[Stored entries]
- - -
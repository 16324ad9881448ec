//! Collaborator contracts.
//!
//! The HTTP layer never fetches data itself: it resolves a lazy
//! configuration reference through a [`VehicleToEngineConfigRepository`] and
//! delegates the lookup to the matching [`FindMotorData`] implementation.
//! Errors raised here are passed through to clients with their status class
//! unchanged.

use async_trait::async_trait;

use crate::error::Result;
use crate::id::VehicleToEngineConfigId;
use crate::motor::{
    DrainPlugMap, EngineDrainPlugTorqueMap, FinalDriveTorqueMap, ManualTransmissionTorqueMap,
    MotorApplicationMap, OilFilterTorqueMap, TransferCaseTorqueMap,
};
use crate::vehicle::{
    MotorPart, ProductCategoryTableMap, Sort, VehicleSpecification, VehicleToEngineConfig,
    VehicleToEngineConfigRef,
};

/// Vehicle/engine configuration lookups.
#[async_trait]
pub trait VehicleToEngineConfigRepository: Send + Sync + 'static {
    /// Returns a lazy reference to the configuration with `id`.
    ///
    /// Must not perform I/O; existence is only checked by later lookups.
    fn get_reference_by_id(&self, id: VehicleToEngineConfigId) -> VehicleToEngineConfigRef {
        VehicleToEngineConfigRef::new(id)
    }

    /// Loads the display projection of a configuration.
    ///
    /// # Errors
    ///
    /// Returns an error if the store cannot be read.
    async fn find_by_id(&self, id: VehicleToEngineConfigId)
    -> Result<Option<VehicleSpecification>>;
}

/// VIN decoding and part lookups.
#[async_trait]
pub trait MotorDataService: Send + Sync + 'static {
    /// Finds the configurations matching a VIN.
    ///
    /// # Errors
    ///
    /// Returns [`crate::Error::InvalidInput`] if the VIN is rejected.
    async fn find_vehicle_to_engine_configs(&self, vin: &str) -> Result<Vec<VehicleToEngineConfig>>;

    /// Finds parts for a configuration across the given table mappings.
    ///
    /// # Errors
    ///
    /// Returns an error if the configuration is unknown or the store fails.
    async fn find_parts_by_engine_and_motor_category(
        &self,
        vehicle: &VehicleToEngineConfigRef,
        table_maps: &[ProductCategoryTableMap],
    ) -> Result<Vec<MotorPart>>;
}

/// Fetches the motor data selected by the provider type `M`.
#[async_trait]
pub trait FindMotorData<M: MotorApplicationMap>: Send + Sync + 'static {
    /// Returns every record of `M::Data` for the configuration.
    ///
    /// An empty vector means the configuration has no such data.
    ///
    /// # Errors
    ///
    /// Returns [`crate::Error::Forbidden`], a not-found variant, or a store
    /// failure; callers pass these through untouched.
    async fn find_motor_data(
        &self,
        vehicle: &VehicleToEngineConfigRef,
        sort: Option<&Sort>,
    ) -> Result<Vec<M::Data>>;
}

/// Everything the HTTP layer needs from a backend.
///
/// Implemented automatically for any type that provides the individual
/// contracts for the standard provider set.
pub trait MotorDataBackend:
    VehicleToEngineConfigRepository
    + MotorDataService
    + FindMotorData<EngineDrainPlugTorqueMap>
    + FindMotorData<FinalDriveTorqueMap>
    + FindMotorData<ManualTransmissionTorqueMap>
    + FindMotorData<OilFilterTorqueMap>
    + FindMotorData<TransferCaseTorqueMap>
    + FindMotorData<DrainPlugMap>
{
}

impl<T> MotorDataBackend for T where
    T: VehicleToEngineConfigRepository
        + MotorDataService
        + FindMotorData<EngineDrainPlugTorqueMap>
        + FindMotorData<FinalDriveTorqueMap>
        + FindMotorData<ManualTransmissionTorqueMap>
        + FindMotorData<OilFilterTorqueMap>
        + FindMotorData<TransferCaseTorqueMap>
        + FindMotorData<DrainPlugMap>
{
}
- - -
» WORK INSTRUCTION:
The reply should contain all of the entries exactly as shown above.

» SOLUTION:
repository 16324ad9881448ec
//! Collaborator contracts.
//!
//! The HTTP layer never fetches data itself: it resolves a lazy
//! configuration reference through a [`VehicleToEngineConfigRepository`] and
//! delegates the lookup to the matching [`FindMotorData`] implementation.
//! Errors raised here are passed through to clients with their status class
//! unchanged.

use async_trait::async_trait;

use crate::error::Result;
use crate::id::VehicleToEngineConfigId;
use crate::motor::{
    DrainPlugMap, EngineDrainPlugTorqueMap, FinalDriveTorqueMap, ManualTransmissionTorqueMap,
    MotorApplicationMap, OilFilterTorqueMap, TransferCaseTorqueMap,
};
use crate::vehicle::{
    MotorPart, ProductCategoryTableMap, Sort, VehicleSpecification, VehicleToEngineConfig,
    VehicleToEngineConfigRef,
};

/// Vehicle/engine configuration lookups.
#[async_trait]
pub trait VehicleToEngineConfigRepository: Send + Sync + 'static {
    /// Returns a lazy reference to the configuration with `id`.
    ///
    /// Must not perform I/O; existence is only checked by later lookups.
    fn get_reference_by_id(&self, id: VehicleToEngineConfigId) -> VehicleToEngineConfigRef {
        VehicleToEngineConfigRef::new(id)
    }

    /// Loads the display projection of a configuration.
    ///
    /// # Errors
    ///
    /// Returns an error if the store cannot be read.
    async fn find_by_id(&self, id: VehicleToEngineConfigId)
    -> Result<Option<VehicleSpecification>>;
}

/// VIN decoding and part lookups.
#[async_trait]
pub trait MotorDataService: Send + Sync + 'static {
    /// Finds the configurations matching a VIN.
    ///
    /// # Errors
    ///
    /// Returns [`crate::Error::InvalidInput`] if the VIN is rejected.
    async fn find_vehicle_to_engine_configs(&self, vin: &str) -> Result<Vec<VehicleToEngineConfig>>;

    /// Finds parts for a configuration across the given table mappings.
    ///
    /// # Errors
    ///
    /// Returns an error if the configuration is unknown or the store fails.
    async fn find_parts_by_engine_and_motor_category(
        &self,
        vehicle: &VehicleToEngineConfigRef,
        table_maps: &[ProductCategoryTableMap],
    ) -> Result<Vec<MotorPart>>;
}

/// Fetches the motor data selected by the provider type `M`.
#[async_trait]
pub trait FindMotorData<M: MotorApplicationMap>: Send + Sync + 'static {
    /// Returns every record of `M::Data` for the configuration.
    ///
    /// An empty vector means the configuration has no such data.
    ///
    /// # Errors
    ///
    /// Returns [`crate::Error::Forbidden`], a not-found variant, or a store
    /// failure; callers pass these through untouched.
    async fn find_motor_data(
        &self,
        vehicle: &VehicleToEngineConfigRef,
        sort: Option<&Sort>,
    ) -> Result<Vec<M::Data>>;
}

/// Everything the HTTP layer needs from a backend.
///
/// Implemented automatically for any type that provides the individual
/// contracts for the standard provider set.
pub trait MotorDataBackend:
    VehicleToEngineConfigRepository
    + MotorDataService
    + FindMotorData<EngineDrainPlugTorqueMap>
    + FindMotorData<FinalDriveTorqueMap>
    + FindMotorData<ManualTransmissionTorqueMap>
    + FindMotorData<OilFilterTorqueMap>
    + FindMotorData<TransferCaseTorqueMap>
    + FindMotorData<DrainPlugMap>
{
}

impl<T> MotorDataBackend for T where
    T: VehicleToEngineConfigRepository
        + MotorDataService
        + FindMotorData<EngineDrainPlugTorqueMap>
        + FindMotorData<FinalDriveTorqueMap>
        + FindMotorData<ManualTransmissionTorqueMap>
        + FindMotorData<OilFilterTorqueMap>
        + FindMotorData<TransferCaseTorqueMap>
        + FindMotorData<DrainPlugMap>
{
}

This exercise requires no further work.